Corned Beef Sandwich (Vegan!)

Whether it’s for St. Patricks Day, or a special occasion, or just for the fun, this sandwich is definitely one that’s dressed to impress. Fully loaded and packed with so many plants you’d never guess that this sandwich is 100% vegan and actually good for you too. Growing up, my dad was ridiculously obsessed with making corned beef and potatoes for St. Patty’s Day - I think you can blame the New Yorker in him. Since my dad has since given up meat for heart health, I wanted to make this recipe for him so he could enjoy his seasonal favorite without the high blood pressure or food coma.

I love this recipe because I finally implemented the method of freezing the tofu and thawing it before marinating it and let me tell ya, it’s a total game changer.
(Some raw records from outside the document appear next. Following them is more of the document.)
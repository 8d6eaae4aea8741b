use std::sync::Arc;

use indexmap::IndexMap;
use tracing::debug;

use crate::collab::{Calendar, CalendarSlot};
use crate::control::Control;
use crate::decoration::Decorations;
use crate::error::ConfigError;
use crate::options::{FieldConfig, FieldOptions};
use crate::schedule::Timers;
use crate::types::TypeRegistry;

use super::{AutoValidate, Field, Status, type_host};

/// Collects what a field needs before binding it to a control.
#[derive(Debug)]
pub struct FieldBuilder {
    control: Box<dyn Control>,
    options: FieldOptions,
    registry: Arc<TypeRegistry>,
    config: FieldConfig,
    calendar: Box<dyn Calendar>,
}

impl FieldBuilder {
    pub fn new(control: impl Control + 'static) -> Self {
        Self::from_boxed(Box::new(control))
    }

    pub fn from_boxed(control: Box<dyn Control>) -> Self {
        Self {
            control,
            options: FieldOptions::default(),
            registry: Arc::new(TypeRegistry::default()),
            config: FieldConfig::default(),
            calendar: Box::new(CalendarSlot::default()),
        }
    }

    pub fn with_options(mut self, options: FieldOptions) -> Self {
        self.options = options;
        self
    }

    pub fn with_registry(mut self, registry: Arc<TypeRegistry>) -> Self {
        self.registry = registry;
        self
    }

    pub fn with_config(mut self, config: FieldConfig) -> Self {
        self.config = config;
        self
    }

    pub fn with_calendar(mut self, calendar: impl Calendar + 'static) -> Self {
        self.calendar = Box::new(calendar);
        self
    }

    /// Binds the control. Fails for submit controls and unknown type names.
    pub fn bind(self) -> Result<Field, ConfigError> {
        let FieldBuilder {
            control,
            options,
            registry,
            config,
            calendar,
        } = self;

        let kind = control.kind();
        if !kind.is_bindable() {
            return Err(ConfigError::InvalidControl(kind));
        }
        let (type_name, active_type) = registry.resolve(options.type_name.as_deref())?;

        let mut decorations = Decorations::new(options.width.unwrap_or(config.default_width));
        if let Some(label) = &options.label {
            decorations.set_label(label.as_str());
        }
        if let Some(text) = options.placeholder_text() {
            decorations.set_placeholder(text);
        }
        if let Some(text) = &options.preinput {
            decorations.add_on(-1, text.as_str(), Some("preinput"));
        }
        if let Some(text) = &options.postinput {
            decorations.add_on(1, text.as_str(), Some("postinput"));
        }
        if let Some(text) = &options.suffix {
            decorations.set_suffix(text);
        }
        if let Some(text) = &options.prefix {
            decorations.set_prefix(text);
        }
        if let Some(text) = &options.tooltip {
            decorations.set_tooltip(text);
        }
        if let Some(text) = &options.notice {
            decorations.set_notice(text);
        }

        let prev_value = Some(control.text().to_string());
        let states = Status::ALL
            .into_iter()
            .map(|status| (status, false))
            .collect::<IndexMap<_, _>>();

        let mut field = Field {
            control,
            options,
            config,
            registry,
            type_name,
            active_type,
            decorations,
            calendar,
            filter: None,
            prev_value,
            dirty: false,
            states,
            auto_validate: AutoValidate::Blur,
            error: None,
            hidden: false,
            flashing: false,
            timers: Timers::new(),
            pending_validation: None,
            clean_check: None,
            flash_timer: None,
            events: Vec::new(),
        };

        if field.options.is_required() {
            field.apply_status(Status::Require, true, false);
        }
        field.active_type.set_up(&mut type_host!(field));
        if let Some(max) = field.options.max {
            field.set_max(max);
        }
        debug!(r#type = %field.type_name, kind = %kind, "bound field");

        field.init();
        Ok(field)
    }
}

impl Field {
    pub fn builder(control: impl Control + 'static) -> FieldBuilder {
        FieldBuilder::new(control)
    }

    /// Binds `control` with the default registry and configuration.
    pub fn bind(control: impl Control + 'static, options: FieldOptions) -> Result<Self, ConfigError> {
        FieldBuilder::new(control).with_options(options).bind()
    }

    /// Loads the control's own value attribute as the clean baseline.
    fn init(&mut self) {
        let initial = self.control.value_attribute().map(str::to_string);
        self.set(initial.as_deref());
    }
}

#[cfg(test)]
mod tests {
    use super::*;
    use crate::control::{ControlKind, TextControl};
    use crate::decoration::RowItem;

    #[test]
    fn rejects_submit_controls() {
        let err = Field::bind(
            TextControl::new().with_kind(ControlKind::Submit),
            FieldOptions::default(),
        )
        .unwrap_err();
        assert!(matches!(err, ConfigError::InvalidControl(ControlKind::Submit)));

        for kind in [ControlKind::Input, ControlKind::Select, ControlKind::Textarea] {
            assert!(Field::bind(TextControl::new().with_kind(kind), FieldOptions::default()).is_ok());
        }
    }

    #[test]
    fn rejects_unknown_types() {
        let err = Field::bind(TextControl::new(), FieldOptions::new().with_type("color"))
            .unwrap_err();
        assert_eq!(err.to_string(), "invalid type \"color\"");
    }

    #[test]
    fn decorations_follow_the_options() {
        let options = FieldOptions {
            preinput: Some("$".into()),
            postinput: Some("USD".into()),
            tooltip: Some("Amount to transfer".into()),
            ..FieldOptions::new().with_label("Amount").with_suffix(".00")
        };
        let field = Field::bind(TextControl::new(), options).unwrap();
        let decorations = field.decorations();

        assert_eq!(decorations.label(), Some("Amount"));
        assert!(decorations.suffix().is_some());
        assert_eq!(decorations.tooltip_text(), Some("Amount to transfer"));
        let contents = decorations
            .row()
            .iter()
            .map(|item| match item {
                RowItem::Input => "input".to_string(),
                RowItem::AddOn(id) => decorations.get(*id).unwrap().content().to_string(),
            })
            .collect::<Vec<_>>();
        assert_eq!(contents, ["$", "input", "USD", "?"]);
    }

    #[test]
    fn required_option_sets_status_silently() {
        let mut field =
            Field::bind(TextControl::new(), FieldOptions::new().with_required(true)).unwrap();
        assert!(field.has(Status::Require));
        assert!(
            !field
                .drain_events()
                .iter()
                .any(|event| matches!(event, super::super::FieldEvent::StatusUpdate { .. }))
        );
    }

    #[test]
    fn value_attribute_becomes_the_baseline() {
        let field = Field::bind(
            TextControl::new().with_value_attribute("hello"),
            FieldOptions::default(),
        )
        .unwrap();
        assert_eq!(field.get(), "hello");
        assert_eq!(field.prev_value(), Some("hello"));
        assert!(!field.is_dirty());
    }
}
//! Loading field options documents.

mod format;
mod input;

pub use format::DocumentFormat;
pub use input::{load_field_options, load_strings, parse_field_options, parse_strings};
use std::{fmt, path::Path};

/// Document formats field options can be written in.
#[derive(Debug, Clone, Copy, PartialEq, Eq, Default)]
pub enum DocumentFormat {
    #[default]
    Json,
    #[cfg(feature = "yaml")]
    Yaml,
    #[cfg(feature = "toml")]
    Toml,
}

impl DocumentFormat {
    /// Formats compiled into this build.
    pub fn available_formats() -> &'static [DocumentFormat] {
        &[
            DocumentFormat::Json,
            #[cfg(feature = "yaml")]
            DocumentFormat::Yaml,
            #[cfg(feature = "toml")]
            DocumentFormat::Toml,
        ]
    }

    pub fn from_extension(extension: &str) -> Option<Self> {
        match extension.to_ascii_lowercase().as_str() {
            "json" => Some(DocumentFormat::Json),
            #[cfg(feature = "yaml")]
            "yaml" | "yml" => Some(DocumentFormat::Yaml),
            #[cfg(feature = "toml")]
            "toml" => Some(DocumentFormat::Toml),
            _ => None,
        }
    }

    /// Guesses the format from a path's extension.
    pub fn from_path(path: &Path) -> Option<Self> {
        path.extension()
            .and_then(|extension| extension.to_str())
            .and_then(Self::from_extension)
    }
}

impl fmt::Display for DocumentFormat {
    fn fmt(&self, f: &mut fmt::Formatter<'_>) -> fmt::Result {
        match self {
            DocumentFormat::Json => write!(f, "json"),
            #[cfg(feature = "yaml")]
            DocumentFormat::Yaml => write!(f, "yaml"),
            #[cfg(feature = "toml")]
            DocumentFormat::Toml => write!(f, "toml"),
        }
    }
}

#[cfg(test)]
mod tests {
    use super::*;

    #[test]
    fn json_is_always_available() {
        assert!(DocumentFormat::available_formats().contains(&DocumentFormat::Json));
        assert_eq!(DocumentFormat::default(), DocumentFormat::Json);
    }

    #[test]
    fn extensions_are_case_insensitive() {
        assert_eq!(DocumentFormat::from_extension("JSON"), Some(DocumentFormat::Json));
        assert_eq!(
            DocumentFormat::from_path(Path::new("fields/dob.json")),
            Some(DocumentFormat::Json)
        );
        assert_eq!(DocumentFormat::from_extension("ini"), None);
        assert_eq!(DocumentFormat::from_path(Path::new("README")), None);
    }

    #[cfg(feature = "yaml")]
    #[test]
    fn yaml_has_two_extensions() {
        assert_eq!(DocumentFormat::from_extension("yml"), Some(DocumentFormat::Yaml));
        assert_eq!(DocumentFormat::from_extension("yaml"), Some(DocumentFormat::Yaml));
    }
}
The texture of the tofu really becomes spongey and meaty and soaks up all the marinade and leaves it tasting almost too similar to corned beef. This extra step of freezing and thawing is much needed to take this sandwich to the next level. I like to press and freeze the tofu the night before so that I can wake up the next day and jump right into this recipe. It may be a labor of love, but trust me it’s sooo worth it.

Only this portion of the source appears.